[Records from a data source]
--------------------------------------------------
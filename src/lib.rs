//! # Project Log
//!
//! A local project-management log: meetings, requirement changes and
//! milestones are written as individual JSON files, then read back over a
//! trailing time window to build summaries and exportable reports. A small
//! HTTP API and a chat page sit on top, the latter relaying questions to an
//! external completion service with the recent project context attached.
//!
//! ## Architecture
//!
//! ```text
//! ┌──────────┐   ┌─────────────┐   ┌────────────┐   ┌──────────┐
//! │  Record  │──▶│ Log Reader  │──▶│ Aggregator │──▶│ Exporter │
//! │  Store   │   │ (windowed)  │   │ (summary)  │   │ (report) │
//! └────▲─────┘   └─────────────┘   └─────┬──────┘   └──────────┘
//!      │                                 │
//!      │         ┌──────────┐      ┌─────▼──────┐
//!      └─────────│ CLI/HTTP │◀────▶│ Chat relay │
//!                └──────────┘      └────────────┘
//! ```
//!
//! ## Quick Start
//!
//! ```bash
//! plog init
//! plog meeting --participant Alice --participant Bob --decision "Use local storage"
//! plog summary --days 30
//! plog report --days 7
//! plog serve
//! ```
//!
//! ## Modules
//!
//! | Module | Purpose |
//! |--------|---------|
//! | [`config`] | TOML configuration parsing |
//! | [`models`] | Record types |
//! | [`store`] | Append-only record persistence |
//! | [`reader`] | Windowed, best-effort reads |
//! | [`summary`] | Project summaries and chat context |
//! | [`export`] | Report snapshots |
//! | [`chat`] | Completion provider relay |
//! | [`server`] | HTTP API |
//! | [`commands`] | CLI command implementations |

pub mod chat;
pub mod commands;
pub mod config;
pub mod error;
pub mod export;
pub mod logging;
pub mod models;
pub mod reader;
pub mod server;
pub mod store;
pub mod summary;
//! Landmark capture geometry.
//!
//! The X-ray is shown scaled down to fit a fixed viewport height. Clicks land
//! in viewport coordinates and are stored in original image pixel space so the
//! backend never sees on-screen sizes.

use crate::models::{Landmark, LandmarkLabel, ProcessLandmarksRequest, SessionId};

/// Ratio between rendered canvas pixels and original image pixels
#[derive(Debug, Clone, Copy, PartialEq)]
pub struct DisplayScale {
    factor: f64,
}

impl DisplayScale {
    /// Scale that fits `image_height` into `viewport_height`, never enlarging
    pub fn fit(image_height: u32, viewport_height: f64) -> Self {
        if image_height == 0 {
            return Self { factor: 1.0 };
        }
        let factor = (viewport_height / image_height as f64).min(1.0).max(0.0);
        Self { factor }
    }

    pub fn factor(&self) -> f64 {
        self.factor
    }

    /// Rendered canvas size for an image of `width` x `height`
    pub fn canvas_size(&self, width: u32, height: u32) -> (f64, f64) {
        (width as f64 * self.factor, height as f64 * self.factor)
    }

    /// Canvas position back to image pixels
    pub fn to_image(&self, x: f64, y: f64) -> (f64, f64) {
        (x / self.factor, y / self.factor)
    }

    /// Image pixels to canvas position
    pub fn to_canvas(&self, x: f64, y: f64) -> (f64, f64) {
        (x * self.factor, y * self.factor)
    }
}

/// Result of a click on the capture surface
#[derive(Debug, Clone, Copy, PartialEq)]
pub enum ClickOutcome {
    Placed(Landmark),
    /// All four landmarks are already placed
    Ignored,
    /// The click missed the rendered image
    OutOfBounds,
}

/// Records up to four labeled landmarks on one image
#[derive(Debug, Clone)]
pub struct CaptureSurface {
    image_width: u32,
    image_height: u32,
    scale: DisplayScale,
    left: f64,
    top: f64,
    points: Vec<Landmark>,
}

impl CaptureSurface {
    pub fn new(image_width: u32, image_height: u32, viewport_height: f64) -> Self {
        Self {
            image_width,
            image_height,
            scale: DisplayScale::fit(image_height, viewport_height),
            left: 0.0,
            top: 0.0,
            points: Vec::with_capacity(LandmarkLabel::ALL.len()),
        }
    }

    /// Recompute the scale for a new viewport height; stored points stay put
    pub fn refit(&mut self, viewport_height: f64) {
        self.scale = DisplayScale::fit(self.image_height, viewport_height);
    }

    /// Canvas top-left corner in viewport coordinates
    pub fn set_origin(&mut self, left: f64, top: f64) {
        self.left = left;
        self.top = top;
    }

    pub fn origin(&self) -> (f64, f64) {
        (self.left, self.top)
    }

    pub fn scale(&self) -> DisplayScale {
        self.scale
    }

    pub fn image_size(&self) -> (u32, u32) {
        (self.image_width, self.image_height)
    }

    pub fn canvas_size(&self) -> (f64, f64) {
        self.scale.canvas_size(self.image_width, self.image_height)
    }

    /// Handle a click at viewport position (`cx`, `cy`)
    pub fn click(&mut self, cx: f64, cy: f64) -> ClickOutcome {
        let Some(label) = self.next_label() else {
            return ClickOutcome::Ignored;
        };

        let (canvas_w, canvas_h) = self.canvas_size();
        let (dx, dy) = (cx - self.left, cy - self.top);
        if !(dx >= 0.0 && dy >= 0.0 && dx < canvas_w && dy < canvas_h) {
            return ClickOutcome::OutOfBounds;
        }

        let (x, y) = self.scale.to_image(dx, dy);
        let landmark = Landmark { x, y, label };
        self.points.push(landmark);
        ClickOutcome::Placed(landmark)
    }

    /// Label the next click will receive, `None` once complete
    pub fn next_label(&self) -> Option<LandmarkLabel> {
        LandmarkLabel::ALL.get(self.points.len()).copied()
    }

    pub fn is_complete(&self) -> bool {
        self.points.len() == LandmarkLabel::ALL.len()
    }

    pub fn landmarks(&self) -> &[Landmark] {
        &self.points
    }

    /// Viewport position where a stored landmark is drawn
    pub fn to_viewport(&self, landmark: &Landmark) -> (f64, f64) {
        let (x, y) = self.scale.to_canvas(landmark.x, landmark.y);
        (x + self.left, y + self.top)
    }

    /// Request body for the backend, available only with all four points
    pub fn submission(&self, session_id: &SessionId) -> Option<ProcessLandmarksRequest> {
        if !self.is_complete() {
            return None;
        }
        Some(ProcessLandmarksRequest {
            session_id: session_id.clone(),
            landmarks: self.points.clone(),
        })
    }

    /// One-line prompt for the capture status bar
    pub fn prompt(&self) -> String {
        match self.next_label() {
            Some(label) => format!(
                "Landmark {} of {}: {}",
                self.points.len() + 1,
                LandmarkLabel::ALL.len(),
                label
            ),
            None => "All landmarks selected".to_string(),
        }
    }
}
use crossterm::event::{KeyCode, KeyEvent};
use ratatui::{
    layout::{Alignment, Constraint, Direction, Layout, Rect},
    style::{Color, Modifier, Style},
    text::{Line, Span},
    widgets::{Block, Borders, Paragraph, Wrap},
    Frame,
};

use crate::flow::{Page, SessionFlow};
use crate::models::{Fracture, FractureReport};
use crate::ui::components::{capitalize, format_angle, format_percent, progress_bar, severity_style};
use crate::ui::View;

const FRACTURES_PER_ROW: usize = 2;
const FRACTURE_PANEL_HEIGHT: u16 = 7;

/// Read-only rendering of the fracture report
#[derive(Default)]
pub struct ReportView {
    scroll: u16,
}

impl ReportView {
    pub fn new() -> Self {
        Self::default()
    }

    fn render_confidence(f: &mut Frame, area: Rect, report: &FractureReport) {
        let block = Block::default().borders(Borders::ALL).title(" Detection Confidence ");
        let inner = block.inner(area);
        f.render_widget(block, area);

        let value = format_percent(report.confidence, 1);
        let bar_width = inner.width.saturating_sub(value.chars().count() as u16 + 1);
        let mut line = progress_bar(report.confidence, bar_width, Color::Green);
        line.spans.push(Span::raw(" "));
        line.spans.push(Span::styled(value, Style::default().add_modifier(Modifier::BOLD)));
        f.render_widget(Paragraph::new(line), inner);
    }

    fn render_bones(f: &mut Frame, area: Rect, report: &FractureReport) {
        let mut spans = Vec::with_capacity(report.detected_bones.len() * 2);
        for bone in &report.detected_bones {
            spans.push(Span::styled(
                format!(" {} ", capitalize(bone)),
                Style::default().fg(Color::Black).bg(Color::Cyan),
            ));
            spans.push(Span::raw(" "));
        }
        if spans.is_empty() {
            spans.push(Span::styled("None", Style::default().fg(Color::DarkGray)));
        }
        let paragraph = Paragraph::new(Line::from(spans))
            .wrap(Wrap { trim: false })
            .block(Block::default().borders(Borders::ALL).title(" Detected Bones "));
        f.render_widget(paragraph, area);
    }

    fn render_fracture(f: &mut Frame, area: Rect, fracture: &Fracture) {
        let title = Line::from(vec![
            Span::styled(
                format!(" {} Fracture ", capitalize(&fracture.bone)),
                Style::default().add_modifier(Modifier::BOLD),
            ),
            Span::styled(
                format!(" {} ", fracture.severity.as_str().to_uppercase()),
                severity_style(fracture.severity),
            ),
            Span::raw(" "),
        ]);

        let label = Style::default().fg(Color::Gray);
        let rows = vec![
            Line::from(vec![Span::styled("Damage Type: ", label), Span::raw(fracture.damage.clone())]),
            Line::from(vec![
                Span::styled("Location:    ", label),
                Span::raw(format_percent(fracture.location, 0)),
            ]),
            Line::from(vec![
                Span::styled("Top Angle:   ", label),
                Span::raw(format_angle(fracture.top_angle)),
            ]),
            Line::from(vec![
                Span::styled("Bottom Angle:", label),
                Span::raw(format!(" {}", format_angle(fracture.bottom_angle))),
            ]),
        ];

        let panel = Paragraph::new(rows).block(
            Block::default()
                .borders(Borders::ALL)
                .border_style(Style::default().fg(severity_style(fracture.severity).bg.unwrap_or(Color::Gray)))
                .title(title),
        );
        f.render_widget(panel, area);
    }

    fn render_fractures(&self, f: &mut Frame, area: Rect, report: &FractureReport) {
        if report.fractures.is_empty() {
            let none = Paragraph::new("No fractures detected")
                .alignment(Alignment::Center)
                .style(Style::default().fg(Color::Green));
            f.render_widget(none, area);
            return;
        }

        let rows: Vec<&[Fracture]> = report.fractures.chunks(FRACTURES_PER_ROW).collect();
        let visible = (area.height / FRACTURE_PANEL_HEIGHT).max(1) as usize;
        let skip = (self.scroll as usize).min(rows.len().saturating_sub(1));

        for (i, row) in rows.iter().skip(skip).take(visible).enumerate() {
            let y = area.y + i as u16 * FRACTURE_PANEL_HEIGHT;
            let height = FRACTURE_PANEL_HEIGHT.min(area.bottom().saturating_sub(y));
            if height == 0 {
                break;
            }
            let row_area = Rect::new(area.x, y, area.width, height);
            let columns = Layout::default()
                .direction(Direction::Horizontal)
                .constraints([Constraint::Ratio(1, 2), Constraint::Ratio(1, 2)])
                .split(row_area);
            for (fracture, column) in row.iter().zip(columns.iter()) {
                Self::render_fracture(f, *column, fracture);
            }
        }
    }

    fn max_scroll(flow: &SessionFlow) -> u16 {
        flow.report()
            .map(|r| r.fractures.len().div_ceil(FRACTURES_PER_ROW).saturating_sub(1) as u16)
            .unwrap_or(0)
    }
}

impl View for ReportView {
    fn page(&self) -> Page {
        Page::Report
    }

    fn render(&mut self, f: &mut Frame, area: Rect, flow: &SessionFlow) {
        let Some(report) = flow.report() else {
            let empty = Paragraph::new("No report available")
                .alignment(Alignment::Center)
                .block(Block::default().borders(Borders::ALL));
            f.render_widget(empty, area);
            return;
        };

        let chunks = Layout::default()
            .direction(Direction::Vertical)
            .constraints([
                Constraint::Length(2), // Header
                Constraint::Length(3), // Confidence
                Constraint::Length(3), // Bones
                Constraint::Min(FRACTURE_PANEL_HEIGHT),
                Constraint::Length(1), // Disclaimer
            ])
            .split(area);

        let header = Paragraph::new(vec![
            Line::from(Span::styled(
                "Fracture Report",
                Style::default().fg(Color::Cyan).add_modifier(Modifier::BOLD),
            )),
            Line::from(Span::styled(
                "AI-assisted fracture analysis summary",
                Style::default().fg(Color::Gray),
            )),
        ])
        .alignment(Alignment::Center);
        f.render_widget(header, chunks[0]);

        Self::render_confidence(f, chunks[1], report);
        Self::render_bones(f, chunks[2], report);
        self.render_fractures(f, chunks[3], report);

        let disclaimer = Paragraph::new("This report is generated for academic & research purposes")
            .alignment(Alignment::Center)
            .style(Style::default().fg(Color::DarkGray).add_modifier(Modifier::ITALIC));
        f.render_widget(disclaimer, chunks[4]);
    }

    fn key_hints(&self, flow: &SessionFlow) -> Vec<(&'static str, &'static str)> {
        let mut hints = vec![("v", "view 3D model"), ("n", "new analysis")];
        if Self::max_scroll(flow) > 0 {
            hints.push(("↑↓", "scroll"));
        }
        hints
    }

    fn handle_key(&mut self, key: KeyEvent, flow: &mut SessionFlow) -> bool {
        match key.code {
            KeyCode::Char('v') => {
                flow.open_viewer();
            }
            KeyCode::Char('n') => flow.reset(),
            KeyCode::Down => self.scroll = (self.scroll + 1).min(Self::max_scroll(flow)),
            KeyCode::Up => self.scroll = self.scroll.saturating_sub(1),
            _ => return false,
        }
        true
    }
}
//! Workflow behavior against a mocked backend

use assert_matches::assert_matches;
use pretty_assertions::assert_eq;

use crate::common::{drive, fixtures, logging, MockBackend};
use fracture_tui::api::ApiError;
use fracture_tui::flow::{self, AlertKind, Applied, Page, SessionFlow};
use fracture_tui::models::ModelVariant;

fn server_error() -> ApiError {
    ApiError::Status {
        status: 500,
        body: "internal error".to_string(),
    }
}

#[tokio::test]
async fn test_happy_path_reaches_report() {
    logging::init_test_logging();
    logging::log_test_step("Upload, capture, report");
    let dir = tempfile::tempdir().unwrap();
    let backend = drive::happy_backend("session_1");
    let mut flow = SessionFlow::new();

    drive::to_report(&mut flow, &backend, &dir).await;

    let report = flow.report().expect("report stored");
    assert_eq!(report, &fixtures::report());
    assert_eq!(flow.session_id().map(|s| s.as_str()), Some("session_1"));
    assert!(!flow.is_busy());
}

#[tokio::test]
async fn test_successful_upload_notifies_and_enables_continue() {
    let dir = tempfile::tempdir().unwrap();
    let backend = drive::happy_backend("session_1");
    let mut flow = SessionFlow::new();

    let path = fixtures::temp_file(&dir, "wrist.jpg", &fixtures::png_bytes(40, 80));
    assert!(flow.upload_xray(path));
    let applied = flow::drain(&mut flow, &backend).await;

    assert_matches!(applied.as_slice(), [Applied::XrayReady { file_name }] if file_name == "wrist.jpg");
    let alert = flow.current_alert().expect("success notice");
    assert_eq!(alert.kind, AlertKind::Info);
    assert_eq!(alert.message, "X-ray uploaded successfully");
    assert!(flow.can_continue());
    assert_eq!(flow.xray().map(|x| (x.width(), x.height())), Some((40, 80)));
}

#[tokio::test]
async fn test_failed_upload_shows_one_error_and_stays_put() {
    logging::init_test_logging();
    let dir = tempfile::tempdir().unwrap();
    let mut backend = MockBackend::new();
    backend
        .expect_upload_xray()
        .times(1)
        .returning(|_| Err(server_error()));
    let mut flow = SessionFlow::new();

    let path = fixtures::temp_file(&dir, "wrist.png", &fixtures::png_bytes(10, 10));
    flow.upload_xray(path);
    flow::drain(&mut flow, &backend).await;

    let alerts: Vec<_> = flow.pending_alerts().cloned().collect();
    assert_eq!(alerts.len(), 1);
    assert_eq!(alerts[0].kind, AlertKind::Error);
    assert_eq!(alerts[0].message, "Failed to upload X-ray");
    assert_eq!(flow.page(), Page::Upload);
    assert!(flow.session_id().is_none());
    assert!(!flow.can_continue());
}

#[tokio::test]
async fn test_unreadable_file_is_reported_as_upload_failure() {
    let backend = MockBackend::new();
    let mut flow = SessionFlow::new();

    flow.upload_xray("/definitely/not/here.png".into());
    flow::drain(&mut flow, &backend).await;

    assert_eq!(
        flow.current_alert().map(|a| a.message.as_str()),
        Some("Failed to upload X-ray")
    );
}

#[test]
fn test_wrong_extension_is_rejected_before_upload() {
    let mut flow = SessionFlow::new();
    assert!(!flow.upload_xray("scan.bmp".into()));
    assert!(flow.take_dispatches().is_empty());
    assert_eq!(flow.current_alert().map(|a| a.kind), Some(AlertKind::Error));
}

#[tokio::test]
async fn test_failed_processing_alerts_and_stays_on_landmarks() {
    let dir = tempfile::tempdir().unwrap();
    let mut backend = MockBackend::new();
    backend
        .expect_upload_xray()
        .returning(|_| Ok(fixtures::uploaded_xray("session_9", 40, 80)));
    backend
        .expect_process_landmarks()
        .times(1)
        .returning(|_| Err(server_error()));
    let mut flow = SessionFlow::new();

    drive::to_landmarks(&mut flow, &backend, &dir).await;
    let surface = drive::four_clicks(&flow);
    let request = surface.submission(flow.session_id().unwrap()).unwrap();
    flow.submit_landmarks(request);
    flow::drain(&mut flow, &backend).await;

    assert_eq!(flow.page(), Page::Landmarks);
    assert!(flow.report().is_none());
    assert_eq!(
        flow.current_alert().map(|a| a.message.as_str()),
        Some("Failed to process landmarks")
    );
    assert!(!flow.is_busy());
}

#[tokio::test]
async fn test_model_upload_requires_session_and_reports_success() {
    let dir = tempfile::tempdir().unwrap();
    let mut backend = drive::happy_backend("session_4");
    backend.expect_upload_model().times(1).returning(|session, file| {
        assert_eq!(session.as_str(), "session_4");
        assert_eq!(file.mime, "model/gltf-binary");
        Ok(())
    });
    let mut flow = SessionFlow::new();

    let model = fixtures::temp_file(&dir, "arm.glb", &[0u8; 12]);
    assert!(!flow.upload_model(model.clone()));

    let xray = fixtures::temp_file(&dir, "wrist.png", &fixtures::png_bytes(40, 80));
    flow.upload_xray(xray);
    flow::drain(&mut flow, &backend).await;
    while flow.dismiss_alert().is_some() {}

    assert!(flow.upload_model(model));
    let applied = flow::drain(&mut flow, &backend).await;
    assert_matches!(applied.as_slice(), [Applied::ModelUploaded { .. }]);
    assert_eq!(
        flow.current_alert().map(|a| a.message.as_str()),
        Some("3D model uploaded successfully")
    );
}

#[tokio::test]
async fn test_missing_model_is_quietly_unavailable() {
    let dir = tempfile::tempdir().unwrap();
    let mut backend = drive::happy_backend("session_5");
    backend
        .expect_fetch_model()
        .returning(|_, _, _| Err(ApiError::Status { status: 404, body: "not found".into() }));
    let mut flow = SessionFlow::new();

    drive::to_report(&mut flow, &backend, &dir).await;
    assert!(flow.open_viewer());
    assert!(flow.load_model(ModelVariant::Original));
    let applied = flow::drain(&mut flow, &backend).await;

    assert_matches!(
        applied.as_slice(),
        [Applied::ModelUnavailable { variant: ModelVariant::Original }]
    );
    assert!(flow.current_alert().is_none());
}

#[tokio::test]
async fn test_outcome_after_navigation_is_discarded() {
    let dir = tempfile::tempdir().unwrap();
    let mut backend = drive::happy_backend("session_6");
    backend
        .expect_fetch_model()
        .returning(|_, _, _| Ok(Vec::new()));
    let mut flow = SessionFlow::new();

    drive::to_report(&mut flow, &backend, &dir).await;
    flow.open_viewer();
    flow.load_model(ModelVariant::Original);
    let stale = flow.take_dispatches();
    flow.back_to_report();

    let outcome = flow::run_command(&backend, stale[0].command.clone()).await;
    assert!(flow.apply(stale[0].epoch, outcome).is_none());
    assert_eq!(flow.page(), Page::Report);
}

#[tokio::test]
async fn test_reset_discards_session() {
    let dir = tempfile::tempdir().unwrap();
    let backend = drive::happy_backend("session_8");
    let mut flow = SessionFlow::new();

    drive::to_report(&mut flow, &backend, &dir).await;
    flow.reset();

    assert_eq!(flow.page(), Page::Upload);
    assert!(flow.session_id().is_none());
    assert!(flow.xray().is_none());
    assert!(flow.report().is_none());
}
--------------------------------------------------
YOUR GOAL: Both the first line of the data above and the line with "sees on-screen sizes." must be included; please return exactly those lines and the ones between them.

FINISHED EXERCISE:
filename src/lib.rs
//! # Project Log
//!
//! A local project-management log: meetings, requirement changes and
//! milestones are written as individual JSON files, then read back over a
//! trailing time window to build summaries and exportable reports. A small
//! HTTP API and a chat page sit on top, the latter relaying questions to an
//! external completion service with the recent project context attached.
//!
//! ## Architecture
//!
//! ```text
//! ┌──────────┐   ┌─────────────┐   ┌────────────┐   ┌──────────┐
//! │  Record  │──▶│ Log Reader  │──▶│ Aggregator │──▶│ Exporter │
//! │  Store   │   │ (windowed)  │   │ (summary)  │   │ (report) │
//! └────▲─────┘   └─────────────┘   └─────┬──────┘   └──────────┘
//!      │                                 │
//!      │         ┌──────────┐      ┌─────▼──────┐
//!      └─────────│ CLI/HTTP │◀────▶│ Chat relay │
//!                └──────────┘      └────────────┘
//! ```
//!
//! ## Quick Start
//!
//! ```bash
//! plog init
//! plog meeting --participant Alice --participant Bob --decision "Use local storage"
//! plog summary --days 30
//! plog report --days 7
//! plog serve
//! ```
//!
//! ## Modules
//!
//! | Module | Purpose |
//! |--------|---------|
//! | [`config`] | TOML configuration parsing |
//! | [`models`] | Record types |
//! | [`store`] | Append-only record persistence |
//! | [`reader`] | Windowed, best-effort reads |
//! | [`summary`] | Project summaries and chat context |
//! | [`export`] | Report snapshots |
//! | [`chat`] | Completion provider relay |
//! | [`server`] | HTTP API |
//! | [`commands`] | CLI command implementations |

pub mod chat;
pub mod commands;
pub mod config;
pub mod error;
pub mod export;
pub mod logging;
pub mod models;
pub mod reader;
pub mod server;
pub mod store;
pub mod summary;
//! Landmark capture geometry.
//!
//! The X-ray is shown scaled down to fit a fixed viewport height. Clicks land
//! in viewport coordinates and are stored in original image pixel space so the
//! backend never sees on-screen sizes.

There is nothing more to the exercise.